Fine Tuning Text-to-Image Diffusion Models for Subject-Driven Generation

Last updated on Dec 5, 2023

Image generation using DreamBooth (source: https://arxiv.org/pdf/2208.12242.pdf).

Authors: Nataniel Ruiz, Yuanzhen Li, Varun Jampani, Yael Pritch, Michael Rubinstein, Kfir Aberman

The paper was presented at the Computer Vision and Pattern Recognition Conference (CVPR) 2023 and received the Honorable Mention (Student) award.

Introduction

Large language models have achieved good performance on different tasks and different data types. However, they often lack in content fidelity and new context creation. These features could help to generate images in a more personalized way.

DreamBooth is a fine tuning method proposed in the article. It allows you to obtain high results while requiring a few images (typically 3-5 images) for training. As a result, you get a final image that has:

the subject in a completely different environment - new context;
while the subject's key features are preserved - fidelity.

Image-driven generation (source: https://dreambooth.github.io/).

Method

The main goal of the method is to increase the model’s vocabulary so that it associates new words with the subject that the user wants to see as a result. In the paper, the authors present a new approach for "personalization" of text-to-image diffusion models, such as DALL-E2 and Imagen.

Text-to-image diffusion models. It starts with the idea of diffusion and that's when you iteratively and gradually make an image noisier and noisier. And then you train a model to learn how to denoise - to get back to the original image.

Noising/denoising processes (source: https://developer.nvidia.com/blog/improving-diffusion-models-as-an-alternative-to-gans-part-1/).

What if you go back to the step of creating the noisy image and add text to this through a text encoder? Then the noisy image has a text label attached to it. Now, the denoising model can be trained to denoise the noisy image into its original representation guided by the text and then it learns to generalize text into images.

So, we can start with random noise and a different, previously unseen, piece of text and decode that. The decoding model is given a bunch of noise with the encoded text and it will attempt to decode that into an original representation. In this way, we will go from random noise plus a text prompt to create a new image.

Fine tuning. Given 3-5 images of a subject, a text-to-image diffusion model is finetuned with the input images paired with a text prompt that contains a unique identifier and the class name. For example, "A [V] dog", where [V] is the unique identifier of the dog.

Fine-tuning and inference stages (source: https://dreambooth.github.io/).

The idea is to add a new identifier-subject pair into the diffusion model's dictionary. In order to avoid the expense of writing detailed image descriptions for a given set of images, the authors propose a simpler approach and label all input images of the subject "a [identifier] [class noun]". The classes can be provided by the user or obtained using a classifier.
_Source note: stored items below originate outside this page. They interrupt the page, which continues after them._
//! Viewport rendering: buffer, cursor and mode onto a terminal frame.
//!
//! The frame's last row is the status row. Every row above it is text:
//!
//! ```text
//! ┌────────────────────────────┐
//! │ line scroll + 0            │
//! │ line scroll + 1            │ ← text_height = rows - 1
//! │ (blank past end of buffer) │
//! ├────────────────────────────┤
//! │ -- NORMAL --   or   :cmd   │ ← status row
//! └────────────────────────────┘
//! ```
//!
//! One character is one terminal column. Text past the right edge is not
//! drawn; there is no wrapping and no horizontal scroll. Control characters
//! such as tab show as a single blank.
//!
//! Rendering reads state only. The cursor must already be normalized
//! against [`text_height`] so its line falls inside the window.

use nib_term::buffer::FrameBuffer;
use nib_term::cell::Attr;

use crate::buffer::{floor_boundary, LineBuffer};
use crate::cursor::CursorModel;
use crate::mode::Mode;

/// Rows available for text in a terminal `rows` tall.
#[inline]
#[must_use]
pub fn text_height(rows: u16) -> usize {
    usize::from(rows.saturating_sub(1))
}

/// Screen column of byte offset `column` in `line`: the number of
/// characters before it.
#[must_use]
pub fn display_col(line: &str, column: usize) -> usize {
    line[..floor_boundary(line, column)].chars().count()
}

/// Paint the editor into `frame` and return where the cursor goes.
///
/// `frame` is expected to be blank. Returns `None` when the frame has no
/// area.
pub fn render(
    buf: &LineBuffer,
    cursor: &CursorModel,
    mode: &Mode,
    frame: &mut FrameBuffer,
) -> Option<(u16, u16)> {
    let (width, height) = (frame.width(), frame.height());
    if width == 0 || height == 0 {
        return None;
    }

    let status_y = height - 1;

    // -- Text rows ----------------------------------------------------------

    for (y, index) in (0..status_y).zip(cursor.scroll()..) {
        match buf.line(index) {
            Some(text) => {
                frame.put_str(0, y, text, Attr::empty());
            }
            None => break,
        }
    }

    // -- Status row ---------------------------------------------------------

    let max_x = usize::from(width - 1);
    let (x, y) = if let Mode::Command(line) = mode {
        frame.put_str(0, status_y, ":", Attr::empty());
        frame.put_str(1, status_y, line.as_str(), Attr::empty());
        (line.char_len() + 1, status_y)
    } else {
        if let Some(label) = mode.label() {
            frame.put_str(0, status_y, label, Attr::empty());
        }
        // The whole row, not just the label.
        frame.fill_row_attrs(status_y, Attr::INVERSE);

        let text = buf.line(cursor.line()).unwrap_or_default();
        let row = cursor.line().saturating_sub(cursor.scroll());
        let y = u16::try_from(row).unwrap_or(u16::MAX).min(status_y);
        (display_col(text, cursor.column()), y)
    };

    // Both are clamped to the frame, which is at most u16::MAX wide.
    #[allow(clippy::cast_possible_truncation)]
    let x = x.min(max_x) as u16;
    Some((x, y))
}

// ---------------------------------------------------------------------------
// Tests
// ---------------------------------------------------------------------------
Dataset. The dataset consists of 30 subjects. It was collected by the authors. It includes unique objects and pets. 21 of the 30 subjects are objects, and 9 are live subjects/pets. They also collected 25 text prompts. For the evaluation, the authors generated four images per subject and per prompt, totalling 3000 images. The dataset is publicly available: https://github.com/google/dreambooth.

Results

The DreamBooth generation results show that it better preserves subject identity and is more faithful to prompts than stable diffusion models not fine tuned. As you can see on the picture below, it generates the subjects in different environments with high preservation of its key features.

Re-contextualization using DreamBooth (source: https://arxiv.org/pdf/2208.12242.pdf).
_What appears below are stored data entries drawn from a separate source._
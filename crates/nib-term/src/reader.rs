// SPDX-License-Identifier: MIT
#![allow(unsafe_code)]
//
// Background stdin reader.
//
// A dedicated thread polls stdin and forwards what it finds over a channel:
// raw byte chunks, terminal resizes, and the one read error that ends it.
// The event loop can then block on the channel alone and still wake up for
// both keys and resizes.
//
// Resizes arrive as SIGWINCH. The signal handler only sets an atomic flag;
// the reader thread checks it every time poll() returns (poll is
// interrupted by the signal, so the check happens right away) and turns it
// into an `Input::Resize` message.
//
// Shutdown: poll() runs with a short timeout and the thread checks a stop
// flag between polls, so `stop()` never waits on a blocking read().

use std::io;
use std::sync::atomic::{AtomicBool, Ordering};
use std::sync::mpsc::{self, Receiver, Sender};
use std::sync::Arc;
use std::thread::{self, JoinHandle};

/// Bytes read per chunk. A keypress is a handful; a paste can be more.
const READ_BUF_SIZE: usize = 4096;

/// How often the thread re-checks its stop flag (milliseconds).
const POLL_TIMEOUT_MS: i32 = 50;

// ─── Input ──────────────────────────────────────────────────────────────────

/// What the reader thread sends.
#[derive(Debug)]
pub enum Input {
    /// Raw bytes from stdin, never empty.
    Bytes(Vec<u8>),
    /// The terminal was resized.
    Resize,
    /// Reading stdin failed. The thread exits after sending this.
    Failed(io::Error),
}

// ─── SIGWINCH ────────────────────────────────────────────────────────────────

static SIGWINCH_RECEIVED: AtomicBool = AtomicBool::new(false);

/// Install the SIGWINCH handler. Safe to call more than once.
#[cfg(unix)]
pub fn install_sigwinch_handler() {
    unsafe {
        let mut sa: libc::sigaction = std::mem::zeroed();
        sa.sa_sigaction = sigwinch_handler as *const () as usize;
        // No SA_RESTART: poll() should return early with EINTR.
        sa.sa_flags = 0;
        libc::sigemptyset(&raw mut sa.sa_mask);
        libc::sigaction(libc::SIGWINCH, &raw const sa, std::ptr::null_mut());
    }
}

#[cfg(unix)]
extern "C" fn sigwinch_handler(_sig: libc::c_int) {
    SIGWINCH_RECEIVED.store(true, Ordering::Relaxed);
}

#[cfg(not(unix))]
pub fn install_sigwinch_handler() {}

/// Consume a pending resize notification.
fn take_resize() -> bool {
    SIGWINCH_RECEIVED.swap(false, Ordering::Relaxed)
}

// ─── StdinReader ─────────────────────────────────────────────────────────────

/// Handle to the reader thread. Dropping it stops the thread.
///
/// ```no_run
/// use nib_term::reader::{Input, StdinReader};
///
/// let (reader, rx) = StdinReader::spawn()?;
/// while let Ok(Input::Bytes(bytes)) = rx.recv() {
///     println!("got {} bytes", bytes.len());
/// }
/// drop(reader);
/// # Ok::<(), std::io::Error>(())
/// ```
pub struct StdinReader {
    handle: Option<JoinHandle<()>>,
    stop: Arc<AtomicBool>,
}

impl StdinReader {
    /// Start the thread.
    ///
    /// The channel closes when the thread exits: after [`stop`](Self::stop),
    /// at end of input, or after an [`Input::Failed`].
    ///
    /// # Errors
    ///
    /// Returns an error if the OS refuses to spawn the thread.
    pub fn spawn() -> io::Result<(Self, Receiver<Input>)> {
        let (tx, rx) = mpsc::channel();
        let stop = Arc::new(AtomicBool::new(false));
        let stop_flag = Arc::clone(&stop);

        let handle = thread::Builder::new()
            .name("stdin-reader".into())
            .spawn(move || reader_loop(&tx, &stop_flag))?;

        Ok((
            Self {
                handle: Some(handle),
                stop,
            },
            rx,
        ))
    }

    /// Ask the thread to exit and wait for it. Idempotent.
    pub fn stop(&mut self) {
        self.stop.store(true, Ordering::Relaxed);
        if let Some(handle) = self.handle.take() {
            let _ = handle.join();
        }
    }
}

impl Drop for StdinReader {
    fn drop(&mut self) {
        self.stop();
    }
}

#[cfg(unix)]
fn reader_loop(tx: &Sender<Input>, stop: &AtomicBool) {
    use std::os::unix::io::AsRawFd;

    let stdin_fd = io::stdin().as_raw_fd();
    let mut buf = [0u8; READ_BUF_SIZE];

    while !stop.load(Ordering::Relaxed) {
        let ready = unsafe {
            let mut pfd = libc::pollfd {
                fd: stdin_fd,
                events: libc::POLLIN,
                revents: 0,
            };
            libc::poll(&raw mut pfd, 1, POLL_TIMEOUT_MS)
        };

        if take_resize() && tx.send(Input::Resize).is_err() {
            return;
        }

        if ready < 0 {
            let err = io::Error::last_os_error();
            if err.kind() == io::ErrorKind::Interrupted {
                continue;
            }
            let _ = tx.send(Input::Failed(err));
            return;
        }
        if ready == 0 {
            continue;
        }

        let n = unsafe { libc::read(stdin_fd, buf.as_mut_ptr().cast(), buf.len()) };
        match n {
            // End of input: closing the channel tells the loop.
            0 => return,
            n if n < 0 => {
                let err = io::Error::last_os_error();
                if matches!(
                    err.kind(),
                    io::ErrorKind::Interrupted | io::ErrorKind::WouldBlock
                ) {
                    continue;
                }
                let _ = tx.send(Input::Failed(err));
                return;
            }
            #[allow(clippy::cast_sign_loss)]
            n => {
                if tx.send(Input::Bytes(buf[..n as usize].to_vec())).is_err() {
                    return;
                }
            }
        }
    }
}

/// Blocking fallback without poll(): stop only takes effect after the
/// next read returns.
#[cfg(not(unix))]
fn reader_loop(tx: &Sender<Input>, stop: &AtomicBool) {
    use std::io::Read;

    let stdin = io::stdin();
    let mut buf = [0u8; READ_BUF_SIZE];

    while !stop.load(Ordering::Relaxed) {
        match stdin.lock().read(&mut buf) {
            Ok(0) => return,
            Ok(n) => {
                if tx.send(Input::Bytes(buf[..n].to_vec())).is_err() {
                    return;
                }
            }
            Err(e) if e.kind() == io::ErrorKind::Interrupted => {}
            Err(e) => {
                let _ = tx.send(Input::Failed(e));
                return;
            }
        }
    }
}

// ─── Tests ───────────────────────────────────────────────────────────────────
// SPDX-License-Identifier: MIT
//
// Event loop: input in, frames out.
//
// The stdin reader thread sends bytes and resize notices over a channel.
// The loop parses bytes into keys, hands each key to the application,
// repaints the frame, and lets the diff renderer write what changed.
//
// # Blocking
//
// An editor has nothing to do between keystrokes, so the loop blocks on
// the channel with no timeout. The one exception is a pending ESC: the
// parser cannot know yet whether it is the Escape key or the start of an
// arrow-key sequence, so while bytes are pending the loop waits only
// `escape_timeout` and then flushes them as literal keys.
//
// # Failure
//
// A read error from the reader thread, or stdin closing, ends the loop
// with an error. Quitting through the application ends it with `Ok`.
// Either way the terminal is restored before `run` returns.

use std::io::{self, Write};
use std::sync::mpsc::{Receiver, RecvTimeoutError};
use std::time::Duration;

use crate::ansi::{self, CursorShape};
use crate::buffer::FrameBuffer;
use crate::diff::DiffRenderer;
use crate::input::{KeyEvent, Parser};
use crate::reader::{self, Input, StdinReader};
use crate::terminal::{Size, Terminal};

// ─── App Trait ───────────────────────────────────────────────────────────────

/// What the application wants after a key.
#[derive(Debug, Clone, Copy, PartialEq, Eq)]
pub enum Action {
    Continue,
    Quit,
}

/// A full-screen terminal application.
///
/// Per input the loop calls [`on_key`](App::on_key) for each parsed key
/// (or [`on_resize`](App::on_resize)), then [`paint`](App::paint) on a
/// cleared frame, then [`cursor`](App::cursor) to place the hardware cursor.
pub trait App {
    /// Handle one key. Return [`Action::Quit`] to leave the loop.
    fn on_key(&mut self, key: KeyEvent) -> Action;

    /// The terminal changed size. The frame has already been resized.
    fn on_resize(&mut self, _size: Size) {}

    /// Paint the whole screen. `buf` is blank when this is called.
    fn paint(&mut self, buf: &mut FrameBuffer);

    /// Where to show the cursor after painting, and in which shape.
    /// `None` hides it.
    fn cursor(&self) -> Option<(u16, u16, CursorShape)> {
        None
    }
}

/// Feed keys to `app` in order, stopping at the first quit.
fn dispatch(app: &mut impl App, keys: &[KeyEvent]) -> Action {
    for &key in keys {
        if app.on_key(key) == Action::Quit {
            return Action::Quit;
        }
    }
    Action::Continue
}

// ─── Loop Config ─────────────────────────────────────────────────────────────

#[derive(Debug, Clone, Copy, PartialEq, Eq)]
pub struct LoopConfig {
    /// How long a lone ESC waits for the rest of a sequence.
    pub escape_timeout: Duration,
}

impl Default for LoopConfig {
    fn default() -> Self {
        Self {
            escape_timeout: Duration::from_millis(25),
        }
    }
}

// ─── EventLoop ───────────────────────────────────────────────────────────────

/// Owns the terminal, parser and renderer for the life of the UI.
///
/// ```no_run
/// use nib_term::buffer::FrameBuffer;
/// use nib_term::cell::Attr;
/// use nib_term::event_loop::{Action, App, EventLoop};
/// use nib_term::input::{KeyCode, KeyEvent};
///
/// struct Hello;
///
/// impl App for Hello {
///     fn on_key(&mut self, key: KeyEvent) -> Action {
///         if key.code == KeyCode::Char('q') { Action::Quit } else { Action::Continue }
///     }
///
///     fn paint(&mut self, buf: &mut FrameBuffer) {
///         buf.put_str(0, 0, "press q", Attr::empty());
///     }
/// }
///
/// EventLoop::new().run(&mut Hello)?;
/// # Ok::<(), std::io::Error>(())
/// ```
pub struct EventLoop {
    terminal: Terminal,
    parser: Parser,
    renderer: DiffRenderer,
    config: LoopConfig,
}

impl EventLoop {
    #[must_use]
    pub fn new() -> Self {
        Self::with_config(LoopConfig::default())
    }

    #[must_use]
    pub fn with_config(config: LoopConfig) -> Self {
        Self {
            terminal: Terminal::new(),
            parser: Parser::new(),
            renderer: DiffRenderer::new(),
            config,
        }
    }

    /// Terminal size as of the last query.
    #[inline]
    #[must_use]
    pub const fn size(&self) -> Size {
        self.terminal.size()
    }

    /// Take over the terminal and run until the app quits.
    ///
    /// The terminal is restored on every exit path.
    ///
    /// # Errors
    ///
    /// Returns an error if the terminal cannot be set up or restored, if
    /// writing a frame fails, if reading stdin fails, or if stdin closes.
    pub fn run(&mut self, app: &mut impl App) -> io::Result<()> {
        self.terminal.enter()?;
        reader::install_sigwinch_handler();

        let result = match StdinReader::spawn() {
            Ok((mut reader, rx)) => {
                let result = self.run_inner(app, &rx);
                reader.stop();
                result
            }
            Err(err) => Err(err),
        };

        let left = self.terminal.leave();
        result.and(left)
    }

    fn run_inner(&mut self, app: &mut impl App, rx: &Receiver<Input>) -> io::Result<()> {
        let size = self.terminal.refresh_size();
        let mut frame = FrameBuffer::new(size.cols, size.rows);
        app.on_resize(size);
        self.draw(app, &mut frame)?;

        loop {
            let input = if self.parser.has_pending() {
                match rx.recv_timeout(self.config.escape_timeout) {
                    Ok(input) => input,
                    Err(RecvTimeoutError::Timeout) => {
                        let keys = self.parser.flush();
                        if dispatch(app, &keys) == Action::Quit {
                            return Ok(());
                        }
                        self.draw(app, &mut frame)?;
                        continue;
                    }
                    Err(RecvTimeoutError::Disconnected) => return Err(stdin_closed()),
                }
            } else {
                rx.recv().map_err(|_| stdin_closed())?
            };

            match input {
                Input::Bytes(bytes) => {
                    let keys = self.parser.advance(&bytes);
                    if keys.is_empty() {
                        continue;
                    }
                    if dispatch(app, &keys) == Action::Quit {
                        return Ok(());
                    }
                }
                Input::Resize => {
                    let size = self.terminal.refresh_size();
                    frame.resize(size.cols, size.rows);
                    self.renderer.force_redraw();
                    app.on_resize(size);
                }
                Input::Failed(err) => return Err(err),
            }

            self.draw(app, &mut frame)?;
        }
    }

    fn draw(&mut self, app: &mut impl App, frame: &mut FrameBuffer) -> io::Result<()> {
        frame.clear();
        app.paint(frame);
        self.renderer.render(frame)?;
        self.renderer.flush()?;

        let stdout = io::stdout();
        let mut lock = stdout.lock();
        if let Some((x, y, shape)) = app.cursor() {
            ansi::cursor_to(&mut lock, x, y)?;
            ansi::set_cursor_shape(&mut lock, shape)?;
            ansi::cursor_show(&mut lock)?;
        } else {
            ansi::cursor_hide(&mut lock)?;
        }
        lock.flush()
    }
}

impl Default for EventLoop {
    fn default() -> Self {
        Self::new()
    }
}

fn stdin_closed() -> io::Error {
    io::Error::new(io::ErrorKind::UnexpectedEof, "stdin closed")
}

// ─── Tests ───────────────────────────────────────────────────────────────────

#[cfg(test)]
mod tests {
    use super::*;
    use crate::input::KeyCode;

    #[derive(Default)]
    struct Recorder {
        keys: Vec<KeyEvent>,
        painted: usize,
    }

    impl App for Recorder {
        fn on_key(&mut self, key: KeyEvent) -> Action {
            self.keys.push(key);
            if key.code == KeyCode::Char('q') {
                Action::Quit
            } else {
                Action::Continue
            }
        }

        fn paint(&mut self, _buf: &mut FrameBuffer) {
            self.painted += 1;
        }
    }

    fn key(ch: char) -> KeyEvent {
        KeyEvent::plain(KeyCode::Char(ch))
    }

    #[test]
    fn default_escape_timeout_is_short() {
        assert_eq!(LoopConfig::default().escape_timeout, Duration::from_millis(25));
    }

    #[test]
    fn dispatch_delivers_keys_in_order() {
        let mut app = Recorder::default();
        assert_eq!(dispatch(&mut app, &[key('a'), key('b')]), Action::Continue);
        assert_eq!(app.keys, vec![key('a'), key('b')]);
    }

    #[test]
    fn dispatch_stops_at_quit() {
        let mut app = Recorder::default();
        assert_eq!(dispatch(&mut app, &[key('a'), key('q'), key('b')]), Action::Quit);
        assert_eq!(app.keys, vec![key('a'), key('q')]);
    }

    #[test]
    fn dispatch_nothing_continues() {
        let mut app = Recorder::default();
        assert_eq!(dispatch(&mut app, &[]), Action::Continue);
    }

    #[test]
    fn app_defaults() {
        let mut app = Recorder::default();
        app.on_resize(Size { cols: 100, rows: 50 });
        assert!(app.cursor().is_none());
        app.paint(&mut FrameBuffer::new(1, 1));
        assert_eq!(app.painted, 1);
    }

    #[test]
    fn stdin_closed_is_unexpected_eof() {
        assert_eq!(stdin_closed().kind(), io::ErrorKind::UnexpectedEof);
    }

    #[test]
    fn event_loop_has_a_size() {
        let event_loop = EventLoop::new();
        assert!(event_loop.size().cols > 0);
        assert!(event_loop.size().rows > 0);
    }
}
It is important to notice that DreamBooth allows to generate the subject in new poses and from different view points with previously unseen scene composition and to have a realistic integration of the subject into the scene. Besides, given a text prompt, it can generate novel variations depending on the artistic style, while preserving subject identity.

DreamBooth generation examples (source: https://arxiv.org/pdf/2208.12242.pdf).
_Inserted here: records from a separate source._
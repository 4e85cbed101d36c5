// SPDX-License-Identifier: MIT
//
// nib: a minimal modal terminal text editor.
//
// This binary wires the two crates together:
//
//   nib-term   → terminal control, input parsing, diff rendering, event loop
//   nib-editor → line buffer, cursor, modes, commands, viewport
//
// `NibApp` implements nib-term's App trait around an `Editor`. Each
// keypress flows through:
//
//   stdin → parser → on_key → translate → Editor::handle_key
//   paint → Editor::render → framebuffer → diff renderer → terminal
//
// Layout:
//
//   ┌──────────────────────────────┐
//   │ text area                    │  ← h - 1 rows
//   ├──────────────────────────────┤
//   │ status / command line        │  ← 1 row
//   └──────────────────────────────┘
//
// Nothing can be printed to the terminal while the editor owns it, so
// diagnostics go to a log file, and only when `--log-file` asks for one.

use std::path::{Path, PathBuf};
use std::process;

use anyhow::{Context, Result};
use clap::Parser;
use tracing_appender::non_blocking::WorkerGuard;
use tracing_subscriber::EnvFilter;

use nib_editor::mode::CursorShape as EditorCursorShape;
use nib_editor::store::{DiskStore, FileStore};
use nib_editor::{Editor, Key};

use nib_term::ansi::CursorShape;
use nib_term::buffer::FrameBuffer;
use nib_term::event_loop::{Action, App, EventLoop};
use nib_term::input::{KeyCode, KeyEvent, Modifiers};
use nib_term::terminal::Size;

/// Environment variable holding the log filter, e.g. `NIB_LOG=debug`.
const LOG_ENV: &str = "NIB_LOG";

// ─── Command line ───────────────────────────────────────────────────────────

/// A minimal modal terminal text editor
#[derive(Parser, Debug)]
#[command(name = "nib", version, about, long_about = None)]
struct Args {
    /// File to open. Missing or unreadable files open as an empty buffer.
    #[arg(value_name = "FILE")]
    file: Option<PathBuf>,

    /// Write diagnostics to this file (filter with NIB_LOG, default "info")
    #[arg(long, value_name = "PATH")]
    log_file: Option<PathBuf>,
}

// ─── Key translation ────────────────────────────────────────────────────────

/// Map a terminal key event onto the keys the editor understands.
///
/// ESC followed quickly by a key arrives from the parser as Alt+key. For a
/// modal editor that is a user leaving Insert mode and typing on, so it
/// becomes Escape then the key. Ctrl chords and keys the editor has no use
/// for produce nothing.
fn translate(event: KeyEvent) -> impl Iterator<Item = Key> {
    let escape = event
        .modifiers
        .contains(Modifiers::ALT)
        .then_some(Key::Escape);
    let modifiers = event.modifiers - Modifiers::ALT;

    let key = match event.code {
        _ if modifiers.contains(Modifiers::CTRL) => None,
        KeyCode::Char(' ') => Some(Key::Space),
        KeyCode::Char(ch) => Some(Key::Char(ch)),
        KeyCode::Tab if modifiers.is_empty() => Some(Key::Tab),
        KeyCode::Enter => Some(Key::Enter),
        KeyCode::Backspace => Some(Key::Backspace),
        KeyCode::Escape => Some(Key::Escape),
        KeyCode::Left => Some(Key::Left),
        KeyCode::Right => Some(Key::Right),
        KeyCode::Up => Some(Key::Up),
        KeyCode::Down => Some(Key::Down),
        _ => None,
    };

    escape.into_iter().chain(key)
}

const fn terminal_shape(shape: EditorCursorShape) -> CursorShape {
    match shape {
        EditorCursorShape::Block => CursorShape::Block,
        EditorCursorShape::Bar => CursorShape::Bar,
    }
}

// ─── App ────────────────────────────────────────────────────────────────────

struct NibApp<S: FileStore = DiskStore> {
    editor: Editor<S>,
    /// Where the last paint put the cursor.
    cursor_screen: Option<(u16, u16)>,
}

impl<S: FileStore> NibApp<S> {
    const fn new(editor: Editor<S>) -> Self {
        Self {
            editor,
            cursor_screen: None,
        }
    }
}

impl<S: FileStore> App for NibApp<S> {
    fn on_key(&mut self, event: KeyEvent) -> Action {
        for key in translate(event) {
            if self.editor.handle_key(key) == Action::Quit {
                return Action::Quit;
            }
        }
        Action::Continue
    }

    fn on_resize(&mut self, size: Size) {
        tracing::debug!(cols = size.cols, rows = size.rows, "resize");
        self.editor.resize(size.rows);
    }

    fn paint(&mut self, frame: &mut FrameBuffer) {
        self.cursor_screen = self.editor.render(frame);
    }

    fn cursor(&self) -> Option<(u16, u16, CursorShape)> {
        let (x, y) = self.cursor_screen?;
        Some((x, y, terminal_shape(self.editor.mode().cursor_shape())))
    }
}

// ─── Logging ────────────────────────────────────────────────────────────────

/// Send `tracing` output to `path` through a background writer. Log lines
/// are flushed when the returned guard drops.
fn init_logging(path: &Path) -> Result<WorkerGuard> {
    let file_name = path
        .file_name()
        .with_context(|| format!("log path {} has no file name", path.display()))?;
    let dir = path
        .parent()
        .filter(|dir| !dir.as_os_str().is_empty())
        .unwrap_or_else(|| Path::new("."));

    let appender = tracing_appender::rolling::never(dir, file_name);
    let (writer, guard) = tracing_appender::non_blocking(appender);
    let filter = EnvFilter::try_from_env(LOG_ENV).unwrap_or_else(|_| EnvFilter::new("info"));

    tracing_subscriber::fmt()
        .with_env_filter(filter)
        .with_writer(writer)
        .with_ansi(false)
        .try_init()
        .map_err(|err| anyhow::anyhow!(err))
        .context("failed to install log subscriber")?;

    install_panic_logging();
    Ok(guard)
}

/// Log panics before the default hook prints them. The terminal installs
/// its own restore hook in front of this one when it enters raw mode.
fn install_panic_logging() {
    let previous = std::panic::take_hook();
    std::panic::set_hook(Box::new(move |info| {
        tracing::error!(panic = %info, "panicked");
        previous(info);
    }));
}

// ─── Entry point ────────────────────────────────────────────────────────────

fn run(args: &Args) -> Result<()> {
    tracing::info!(
        version = env!("CARGO_PKG_VERSION"),
        file = ?args.file,
        "starting"
    );

    let mut app = NibApp::new(Editor::from_disk(args.file.as_deref()));
    EventLoop::new()
        .run(&mut app)
        .context("terminal session failed")?;

    tracing::info!("exiting");
    Ok(())
}

fn main() {
    let args = Args::parse();

    let guard = match args.log_file.as_deref().map(init_logging).transpose() {
        Ok(guard) => guard,
        Err(err) => {
            eprintln!("nib: {err:#}");
            process::exit(1);
        }
    };

    let result = run(&args);
    if let Err(err) = &result {
        tracing::error!(error = %format!("{err:#}"), "fatal");
    }
    // process::exit skips destructors; flush the log first.
    drop(guard);

    if let Err(err) = result {
        eprintln!("nib: {err:#}");
        process::exit(1);
    }
}

// ─── Tests ──────────────────────────────────────────────────────────────────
One interesting feature of DreamBooth is the modification of the subject properties. For example, the authors show crosses between a specific chow chow dog and different animal species. In particular, we can see that the identity of the dog is well preserved even when the species changes.

Conclusion

In this blog post, we discussed a new interesting fine tuning method that takes as input a few images of a subject and the corresponding class name and returns a "personalized" text-to-image model that encodes a unique identifier that refers to the subject. Remarkably, this approach can work given only 3-5 subject images, making this technique very accessible. Various applications with animals and objects in the generated photorealistic scenes were demonstrated. In most cases, the generated images are indistinguishable from real images.

References

Ruiz, N., Li, Y., Jampani, V., Pritch, Y., Rubinstein, M., & Aberman, K. (2023). Dreambooth: Fine tuning text-to-image diffusion models for subject-driven generation. In Proceedings of the IEEE/CVF Conference on Computer Vision and Pattern Recognition (pp. 22500-22510).
https://dreambooth.github.io
Vahdat, A. & Kreis, K. (2022). Improving Diffusion Models as an Alternative To GANs, Part 1. https://developer.nvidia.com/blog/improving-diffusion-models-as-an-alternative-to-gans-part-1/